# RAF High Ercall, Shropshire - November 2015



## Goldie87 (Nov 26, 2015)

Construction of the airfield began in 1938, it was partly complete by 1940, though work on the airfield buildings continued into 1941. From 1940 the airfield was operated by Maintenance Command, particularly by 29 Maintenance Unit. Civilians from the Ministry of Aircraft Production were also worked at the base. From 1941-1942 the airfield was taken over by Fighter Command, and it was used by 68, 255 and 257 Squadrons, also 1456 Flight. These were mainly night fighter units. From 1942 the base was also used by the United States Army 8th Air Force's 309 Fighter Squadron. The role of the site changed in 1943 to training: it was used mainly by 60 Operational Training Unit for this purpose.

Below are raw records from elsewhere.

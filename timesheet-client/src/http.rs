use anyhow::Context;
use async_trait::async_trait;
use reqwest::{Client, RequestBuilder, Response, StatusCode, Url};
use serde::de::DeserializeOwned;
use tracing::{instrument, warn};

use timesheet_core::grid::WeekWindow;
use timesheet_core::models::{
    CreateEntryCommand, EntryId, Phase, PhaseId, Project, ProjectId, Task, TimeEntry,
};
use timesheet_core::{BackendError, DateKey, TimesheetBackend};

use crate::dto::{
    CreateEntryRequest, CreatedEntryDto, PhaseListDto, ProjectListDto, TaskListDto,
    TimesheetListDto,
};

/// REST adapter for the timesheet service, authenticated with a static
/// bearer token.
#[derive(Debug, Clone)]
pub struct HttpBackend {
    client: Client,
    base_url: Url,
    token: Option<String>,
}

impl HttpBackend {
    pub fn new(base_url: &str, token: Option<&str>) -> anyhow::Result<Self> {
        // A trailing slash keeps any path prefix when joining endpoints.
        let base_url = Url::parse(&format!("{}/", base_url.trim_end_matches('/')))
            .with_context(|| format!("Invalid API URL: {}", base_url))?;
        let client = Client::builder()
            .build()
            .context("Failed to build HTTP client")?;

        Ok(Self {
            client,
            base_url,
            token: token.filter(|t| !t.is_empty()).map(str::to_string),
        })
    }

    fn endpoint(&self, path: &str) -> Result<Url, BackendError> {
        self.base_url
            .join(path.trim_start_matches('/'))
            .map_err(|e| BackendError::request(format!("failed to build URL for {path}: {e}")))
    }

    fn authorized(&self, request: RequestBuilder) -> RequestBuilder {
        match &self.token {
            Some(token) => request.bearer_auth(token),
            None => request,
        }
    }

    async fn send(&self, request: RequestBuilder, call_name: &str) -> Result<Response, BackendError> {
        let response = self
            .authorized(request)
            .send()
            .await
            .map_err(|e| BackendError::request(format!("failed to call {call_name}: {e}")))?;
        check_status(response.status(), call_name)?;
        Ok(response)
    }

    async fn get_json<T: DeserializeOwned>(
        &self,
        request: RequestBuilder,
        call_name: &str,
    ) -> Result<T, BackendError> {
        let response = self.send(request, call_name).await?;
        response.json::<T>().await.map_err(|e| {
            BackendError::invalid_response(format!("failed to parse {call_name} response: {e}"))
        })
    }
}

fn check_status(status: StatusCode, call_name: &str) -> Result<(), BackendError> {
    if matches!(status, StatusCode::UNAUTHORIZED | StatusCode::FORBIDDEN) {
        return Err(BackendError::Unauthorized);
    }
    if !status.is_success() {
        return Err(BackendError::request(format!("{call_name} returned {status}")));
    }
    Ok(())
}

#[async_trait]
impl TimesheetBackend for HttpBackend {
    #[instrument(skip(self))]
    async fn fetch_week_entries(&self, window: WeekWindow) -> Result<Vec<TimeEntry>, BackendError> {
        let from = DateKey::new(window.monday()).to_string();
        let to = DateKey::new(window.sunday()).to_string();
        let list: TimesheetListDto = self
            .get_json(
                self.client
                    .get(self.endpoint("api/timesheets")?)
                    .query(&[("from", &from), ("to", &to)]),
                "GET /api/timesheets",
            )
            .await?;

        let entries = list
            .timesheets
            .into_iter()
            .filter_map(|row| {
                let id = row.id;
                TimeEntry::try_from(row)
                    .inspect_err(|error| warn!(id, %error, "skipping malformed timesheet row"))
                    .ok()
            })
            .collect();
        Ok(entries)
    }

    #[instrument(skip(self))]
    async fn fetch_active_projects(&self) -> Result<Vec<Project>, BackendError> {
        let list: ProjectListDto = self
            .get_json(
                self.client.get(self.endpoint("api/projects")?),
                "GET /api/projects",
            )
            .await?;
        Ok(list.projects.into_iter().map(Project::from).collect())
    }

    #[instrument(skip(self))]
    async fn fetch_phases(&self, project: ProjectId) -> Result<Vec<Phase>, BackendError> {
        let list: PhaseListDto = self
            .get_json(
                self.client
                    .get(self.endpoint(&format!("api/projects/{project}/phases"))?),
                "GET /api/projects/{id}/phases",
            )
            .await?;
        Ok(list.phases.into_iter().map(Phase::from).collect())
    }

    #[instrument(skip(self))]
    async fn fetch_tasks(&self, phase: PhaseId) -> Result<Vec<Task>, BackendError> {
        let list: TaskListDto = self
            .get_json(
                self.client
                    .get(self.endpoint(&format!("api/phases/{phase}/tasks"))?),
                "GET /api/phases/{id}/tasks",
            )
            .await?;
        Ok(list.tasks.into_iter().map(Task::from).collect())
    }

    #[instrument(skip(self, command), fields(date = %command.date))]
    async fn submit_entry(&self, command: &CreateEntryCommand) -> Result<EntryId, BackendError> {
        let created: CreatedEntryDto = self
            .get_json(
                self.client
                    .post(self.endpoint("api/timesheets")?)
                    .json(&CreateEntryRequest::from(command)),
                "POST /api/timesheets",
            )
            .await?;
        Ok(EntryId::new(created.id))
    }
}
use serde::{Deserialize, Serialize};
use std::fmt;

/// A project identifier from the timesheet backend.
///
/// Wraps i64 to match the backend's numeric keys. `ProjectId::INTERNAL`
/// is the sentinel used for internal-meeting entries.
#[derive(Debug, Clone, Copy, PartialEq, Eq, Hash, PartialOrd, Ord, Serialize, Deserialize)]
#[serde(transparent)]
pub struct ProjectId(i64);

impl ProjectId {
    /// Project id sent for entries that are not linked to a project.
    pub const INTERNAL: ProjectId = ProjectId(0);

    pub fn new(id: i64) -> Self {
        Self(id)
    }

    pub fn as_i64(&self) -> i64 {
        self.0
    }

    pub fn is_internal(&self) -> bool {
        *self == Self::INTERNAL
    }
}

impl fmt::Display for ProjectId {
    fn fmt(&self, f: &mut fmt::Formatter<'_>) -> fmt::Result {
        write!(f, "{}", self.0)
    }
}

impl From<i64> for ProjectId {
    fn from(id: i64) -> Self {
        Self(id)
    }
}

impl From<ProjectId> for i64 {
    fn from(id: ProjectId) -> Self {
        id.0
    }
}

/// A phase identifier. Phases belong to exactly one project.
#[derive(Debug, Clone, Copy, PartialEq, Eq, Hash, PartialOrd, Ord, Serialize, Deserialize)]
#[serde(transparent)]
pub struct PhaseId(i64);

impl PhaseId {
    pub fn new(id: i64) -> Self {
        Self(id)
    }

    pub fn as_i64(&self) -> i64 {
        self.0
    }
}

impl fmt::Display for PhaseId {
    fn fmt(&self, f: &mut fmt::Formatter<'_>) -> fmt::Result {
        write!(f, "{}", self.0)
    }
}

impl From<i64> for PhaseId {
    fn from(id: i64) -> Self {
        Self(id)
    }
}

/// A task identifier. Tasks belong to exactly one phase.
#[derive(Debug, Clone, Copy, PartialEq, Eq, Hash, PartialOrd, Ord, Serialize, Deserialize)]
#[serde(transparent)]
pub struct TaskId(i64);

impl TaskId {
    pub fn new(id: i64) -> Self {
        Self(id)
    }

    pub fn as_i64(&self) -> i64 {
        self.0
    }
}

impl fmt::Display for TaskId {
    fn fmt(&self, f: &mut fmt::Formatter<'_>) -> fmt::Result {
        write!(f, "{}", self.0)
    }
}

impl From<i64> for TaskId {
    fn from(id: i64) -> Self {
        Self(id)
    }
}

/// A recorded time entry identifier, assigned by the backend on submit.
#[derive(Debug, Clone, Copy, PartialEq, Eq, Hash, PartialOrd, Ord, Serialize, Deserialize)]
#[serde(transparent)]
pub struct EntryId(i64);

impl EntryId {
    pub fn new(id: i64) -> Self {
        Self(id)
    }

    pub fn as_i64(&self) -> i64 {
        self.0
    }
}

impl fmt::Display for EntryId {
    fn fmt(&self, f: &mut fmt::Formatter<'_>) -> fmt::Result {
        write!(f, "{}", self.0)
    }
}

impl From<i64> for EntryId {
    fn from(id: i64) -> Self {
        Self(id)
    }
}
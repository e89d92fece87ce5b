use timesheet_core::clock::format_12h;
use timesheet_core::workflow::{Category, Lookup};

use super::utils::centered_rect;
use super::widgets::{cycling_value, error_value, field_line, placeholder};
use super::*;
use crate::app::{EntryForm, FormField, CATEGORIES};

pub fn render_entry_form(frame: &mut Frame, area: Rect, form: &EntryForm) {
    let fields = form.fields();
    let height = fields.len() as u16 + 6;
    let popup = centered_rect(64, height, area);
    frame.render_widget(Clear, popup);

    let workflow = form.workflow();
    let title = if workflow.is_submitting() {
        " New entry (saving) "
    } else {
        " New entry "
    };
    let block = Block::default()
        .borders(Borders::ALL)
        .title(title)
        .border_style(Style::default().fg(Color::Magenta))
        .padding(Padding::uniform(1));
    let inner = block.inner(popup);
    frame.render_widget(block, popup);

    let mut lines: Vec<Line> = fields
        .iter()
        .map(|field| field_line(field.label(), field_value(form, *field), form.focus() == *field))
        .collect();

    lines.push(Line::from(""));
    if let Some(status) = workflow.status() {
        lines.push(Line::from(error_value(status.to_string())));
    } else if form.is_busy() {
        lines.push(Line::from(placeholder("Working...")));
    }

    frame.render_widget(Paragraph::new(lines).wrap(Wrap { trim: false }), inner);
}

fn category_name(category: Category) -> &'static str {
    match category {
        Category::None => "None",
        Category::Project => "Project",
        Category::Internal => "Internal Meeting",
    }
}

fn field_value(form: &EntryForm, field: FormField) -> Vec<Span<'static>> {
    let workflow = form.workflow();
    let focused = form.focus() == field;
    let cursor = form.cursor(field);

    match field {
        FormField::Category => {
            if focused {
                cycling_value(category_name(CATEGORIES[cursor]).to_string(), true)
            } else if workflow.category() == Category::None {
                placeholder("Project or Internal Meeting")
            } else {
                vec![Span::raw(category_name(workflow.category()))]
            }
        }
        FormField::Project => lookup_value(
            workflow.projects(),
            cursor,
            focused,
            workflow.selected_project(),
            |p| (p.id, p.name.as_str()),
            "projects",
        ),
        FormField::Phase => lookup_value(
            workflow.phases(),
            cursor,
            focused,
            workflow.selected_phase(),
            |p| (p.id, p.name.as_str()),
            "phases",
        ),
        FormField::Task => lookup_value(
            workflow.tasks(),
            cursor,
            focused,
            workflow.selected_task(),
            |t| (t.id, t.name.as_str()),
            "tasks",
        ),
        FormField::Date => {
            let date = workflow.work_date();
            cycling_value(format!("{} ({})", date, date.date().weekday()), focused)
        }
        FormField::Start => match workflow.start_time() {
            Some(start) => cycling_value(format_12h(start), focused),
            None => placeholder("Choose a start time"),
        },
        FormField::End => match workflow.end_time() {
            Some(end) => {
                let mut spans = cycling_value(format_12h(end), focused);
                if let Some(hours) = workflow.duration_hours() {
                    spans.push(Span::styled(
                        format!("  {hours:.2}h"),
                        Style::default().fg(Color::Magenta),
                    ));
                }
                spans
            }
            None => placeholder("No end time left today"),
        },
        FormField::Notes => {
            let notes = workflow.notes().to_string();
            if focused {
                vec![Span::raw(notes), Span::raw("█")]
            } else if notes.is_empty() {
                placeholder("optional")
            } else {
                vec![Span::raw(notes)]
            }
        }
        FormField::Save => {
            let style = if focused {
                Style::default()
                    .fg(Color::Black)
                    .bg(Color::Green)
                    .add_modifier(Modifier::BOLD)
            } else {
                Style::default().fg(Color::Green)
            };
            let label = if workflow.is_submitting() {
                "[ Saving... ]"
            } else {
                "[ Save ]"
            };
            vec![Span::styled(label, style)]
        }
    }
}

/// A dependent picker: loading and failure states, the highlighted item
/// while focused, otherwise the chosen item.
fn lookup_value<K, T, I>(
    lookup: Option<&Lookup<K, T>>,
    cursor: usize,
    focused: bool,
    selected: Option<I>,
    id_name: impl Fn(&T) -> (I, &str),
    noun: &str,
) -> Vec<Span<'static>>
where
    K: Copy + PartialEq,
    I: PartialEq,
{
    let Some(lookup) = lookup else {
        return placeholder("");
    };
    if lookup.is_loading() {
        return placeholder(&format!("Loading {noun}..."));
    }
    if let Some(error) = lookup.error() {
        return error_value(format!("{error} (Enter on the parent to retry)"));
    }

    let items = lookup.items();
    if items.is_empty() {
        return placeholder(&format!("No {noun}"));
    }
    if focused {
        let name = items.get(cursor).map_or("", |item| id_name(item).1);
        return cycling_value(format!("{name} ({}/{})", cursor + 1, items.len()), true);
    }

    match selected.and_then(|id| items.iter().find(|item| id_name(item).0 == id)) {
        Some(item) => vec![Span::raw(id_name(item).1.to_string())],
        None => placeholder("Press Enter to choose"),
    }
}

Between the 1960s and 1990s, the Site was the Multi-Occupational Training and Education Centre (MOTEC) which provided training for workers including HGV drivers and mechanics. In 2004 the site was sold to Angel Group, who planned to house asylum seekers there. After local opposition these plans came to nothing, and eventually the site was sold again in 2004. The accomodation blocks were partly stripped in the summer of this year, however work seems to have ground to a halt for some reason.


----------



## MikeRace (Nov 27, 2015)

I would have been tempted to hop on the scooter 

Nice pics.


----------



## UrbanX (Nov 27, 2015)

What a beauty! Never seen this one before and it looks ace! 
Fantastic photography too. 
Thanks for sharing


----------



## HughieD (Nov 27, 2015)

Fantastic stuff! loving the pool table shot.


----------



## flyboys90 (Nov 27, 2015)

Very nice indeed!The hanger looks in remarkable condition,great shots.


----------



## smiler (Nov 27, 2015)

I enjoyed looking Goldie, Thanks


----------



## TheNarrator (Nov 27, 2015)

Can't believe there's a full set of balls for pool there! Did you have a game? Awesome photos


----------



## Rubex (Dec 7, 2015)

Looks like a great place to have a look around, and you got some really nice photos too Goldie87


----------



## URBANMYTH (Dec 8, 2015)

Wow looks great i really like the look of this places one of my faves for a little while great photos aswell


----------